#### Goal of the exercise:
Among the entries, find each line that includes the string "HashMap" and list it.

Data extracted from a collection:
"""
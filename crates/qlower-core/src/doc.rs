//! Serialized graph document.
//!
//! Nodes are listed in program order and refer to earlier values by name:
//! `producer` for the first output, `producer#k` for output `k`. Forward
//! references are rejected, which keeps every loaded graph acyclic.

use std::collections::HashMap;

use indexmap::IndexMap;

use crate::{
    ElementKind, Graph, GraphState, Mode, NodeId, Op, OpKind, TensorType, ValueId, permute,
};

#[derive(Debug, Clone, PartialEq, serde::Serialize, serde::Deserialize)]
pub struct GraphDoc {
    pub name: String,
    #[serde(default)]
    pub state: GraphState,
    pub nodes: Vec<NodeDoc>,
    /// Declared element kinds of the graph results.
    #[serde(default, skip_serializing_if = "Vec::is_empty")]
    pub results: Vec<ElementKind>,
}

#[derive(Debug, Clone, PartialEq, serde::Serialize, serde::Deserialize)]
pub struct NodeDoc {
    pub name: String,
    pub op: Op,
    #[serde(default, skip_serializing_if = "Vec::is_empty")]
    pub inputs: Vec<String>,
    #[serde(default, skip_serializing_if = "Vec::is_empty")]
    pub outputs: Vec<TensorType>,
    #[serde(default, skip_serializing_if = "Option::is_none")]
    pub mode: Option<Mode>,
    #[serde(default, skip_serializing_if = "is_false")]
    pub lowered: bool,
    #[serde(default, skip_serializing_if = "Option::is_none")]
    pub relu_limit: Option<f64>,
    #[serde(default, skip_serializing_if = "is_false")]
    pub inner_requant: bool,
    #[serde(default, skip_serializing_if = "is_false")]
    pub conversion: bool,
}

fn is_false(b: &bool) -> bool {
    !*b
}

#[derive(Debug, Clone, PartialEq, thiserror::Error)]
pub enum GraphError {
    #[error("duplicate node name `{0}`")]
    DuplicateName(String),
    #[error("node `{node}` reads unknown value `{reference}`")]
    UnknownValue { node: String, reference: String },
    #[error("node `{node}` reads output {index} of `{producer}`, which has {count} output(s)")]
    BadOutputIndex {
        node: String,
        producer: String,
        index: usize,
        count: usize,
    },
    #[error("node `{node}` ({kind}) expects {expected} output(s), found {found}")]
    Arity {
        node: String,
        kind: OpKind,
        expected: &'static str,
        found: usize,
    },
    #[error("node `{node}` ({kind}) expects {expected} operand(s), found {found}")]
    Operands {
        node: String,
        kind: OpKind,
        expected: String,
        found: usize,
    },
    #[error("node `{node}` has permute order {order:?}, which is not a permutation of {rank} axes")]
    BadPermuteOrder {
        node: String,
        order: Vec<i64>,
        rank: usize,
    },
    #[error("node `{node}` has an inverted calibrated range")]
    InvertedRange { node: String },
    #[error("invalid graph document: {0}")]
    Json(String),
}

impl GraphDoc {
    pub fn from_json(text: &str) -> Result<Self, GraphError> {
        serde_json::from_str(text).map_err(|e| GraphError::Json(e.to_string()))
    }

    pub fn to_json(&self, pretty: bool) -> String {
        let result = if pretty {
            serde_json::to_string_pretty(self)
        } else {
            serde_json::to_string(self)
        };
        result.unwrap_or_default()
    }
}

impl Graph {
    pub fn from_doc(doc: &GraphDoc) -> Result<Graph, GraphError> {
        let mut graph = Graph::new(doc.name.clone());
        graph.state = doc.state;
        let mut by_name: HashMap<&str, NodeId> = HashMap::new();

        for node in &doc.nodes {
            if by_name.contains_key(node.name.as_str()) {
                return Err(GraphError::DuplicateName(node.name.clone()));
            }
            check_arity(node)?;
            for out in &node.outputs {
                if let Some(range) = out.repr.range()
                    && !(range.min() <= range.max())
                {
                    return Err(GraphError::InvertedRange {
                        node: node.name.clone(),
                    });
                }
            }

            let inputs = node
                .inputs
                .iter()
                .map(|reference| resolve(&graph, &by_name, &node.name, reference))
                .collect::<Result<Vec<ValueId>, GraphError>>()?;
            check_operands(&graph, node, &inputs)?;

            let id = graph.add_node(
                node.name.clone(),
                node.op.clone(),
                &inputs,
                node.outputs.clone(),
            );
            let n = graph.node_mut(id);
            n.mode = node.mode;
            n.lowered = node.lowered;
            n.relu_limit = node.relu_limit;
            n.inner_requant = node.inner_requant;
            n.conversion = node.conversion;
            by_name.insert(node.name.as_str(), id);
        }

        if !doc.results.is_empty() {
            graph.set_result_kinds(doc.results.clone());
        } else if let Some(ret) = graph.return_node() {
            let kinds = graph
                .inputs(ret)
                .iter()
                .map(|&v| graph.repr(v).storage())
                .collect();
            graph.set_result_kinds(kinds);
        }
        Ok(graph)
    }

    pub fn to_doc(&self) -> GraphDoc {
        let nodes = self
            .order()
            .iter()
            .map(|&id| {
                let node = self.node(id);
                NodeDoc {
                    name: node.name().to_owned(),
                    op: node.op.clone(),
                    inputs: node.inputs().iter().map(|&v| self.value_ref(v)).collect(),
                    outputs: node.outputs().iter().map(|&v| self.ty(v).clone()).collect(),
                    mode: node.mode,
                    lowered: node.lowered,
                    relu_limit: node.relu_limit,
                    inner_requant: node.inner_requant,
                    conversion: node.conversion,
                }
            })
            .collect();
        GraphDoc {
            name: self.name().to_owned(),
            state: self.state,
            nodes,
            results: self.result_kinds().to_vec(),
        }
    }

    /// Reference string for a value as used in documents and dumps.
    pub fn value_ref(&self, value: ValueId) -> String {
        let v = self.value(value);
        let name = self.node_name(v.producer());
        match v.slot() {
            0 => name.to_owned(),
            slot => format!("{name}#{slot}"),
        }
    }
}

fn check_arity(node: &NodeDoc) -> Result<(), GraphError> {
    let kind = node.op.kind();
    let found = node.outputs.len();
    let expected = match kind {
        OpKind::Return => (found == 0).then_some(()).ok_or("0"),
        OpKind::Arg => (1..=2).contains(&found).then_some(()).ok_or("1 or 2"),
        _ => (found == 1).then_some(()).ok_or("1"),
    };
    expected.map_err(|expected| GraphError::Arity {
        node: node.name.clone(),
        kind,
        expected,
        found,
    })
}

fn check_operands(graph: &Graph, node: &NodeDoc, inputs: &[ValueId]) -> Result<(), GraphError> {
    let kind = node.op.kind();
    let found = inputs.len();
    let min = kind.min_operands();
    let expected = match kind {
        OpKind::Input | OpKind::Weight | OpKind::None => {
            (found == 0).then_some(()).ok_or_else(|| "0".to_owned())
        }
        _ => (found >= min).then_some(()).ok_or_else(|| format!("at least {min}")),
    };
    expected.map_err(|expected| GraphError::Operands {
        node: node.name.clone(),
        kind,
        expected,
        found,
    })?;

    if let Op::Permute { order } = &node.op {
        let rank = graph.shape(inputs[0]).len();
        if order.len() != rank || !permute::is_permutation(order) {
            return Err(GraphError::BadPermuteOrder {
                node: node.name.clone(),
                order: order.clone(),
                rank,
            });
        }
    }
    Ok(())
}

fn resolve(
    graph: &Graph,
    by_name: &HashMap<&str, NodeId>,
    node: &str,
    reference: &str,
) -> Result<ValueId, GraphError> {
    let (producer, index) = match reference.rsplit_once('#') {
        Some((producer, index)) => match index.parse::<usize>() {
            Ok(index) => (producer, index),
            Err(_) => (reference, 0),
        },
        None => (reference, 0),
    };
    let Some(&id) = by_name.get(producer) else {
        return Err(GraphError::UnknownValue {
            node: node.to_owned(),
            reference: reference.to_owned(),
        });
    };
    let outputs = graph.outputs(id);
    outputs
        .get(index)
        .copied()
        .ok_or_else(|| GraphError::BadOutputIndex {
            node: node.to_owned(),
            producer: producer.to_owned(),
            index,
            count: outputs.len(),
        })
}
"""
#### Exercise output:
use std::collections::HashMap;
        let mut by_name: HashMap<&str, NodeId> = HashMap::new();
    by_name: &HashMap<&str, NodeId>,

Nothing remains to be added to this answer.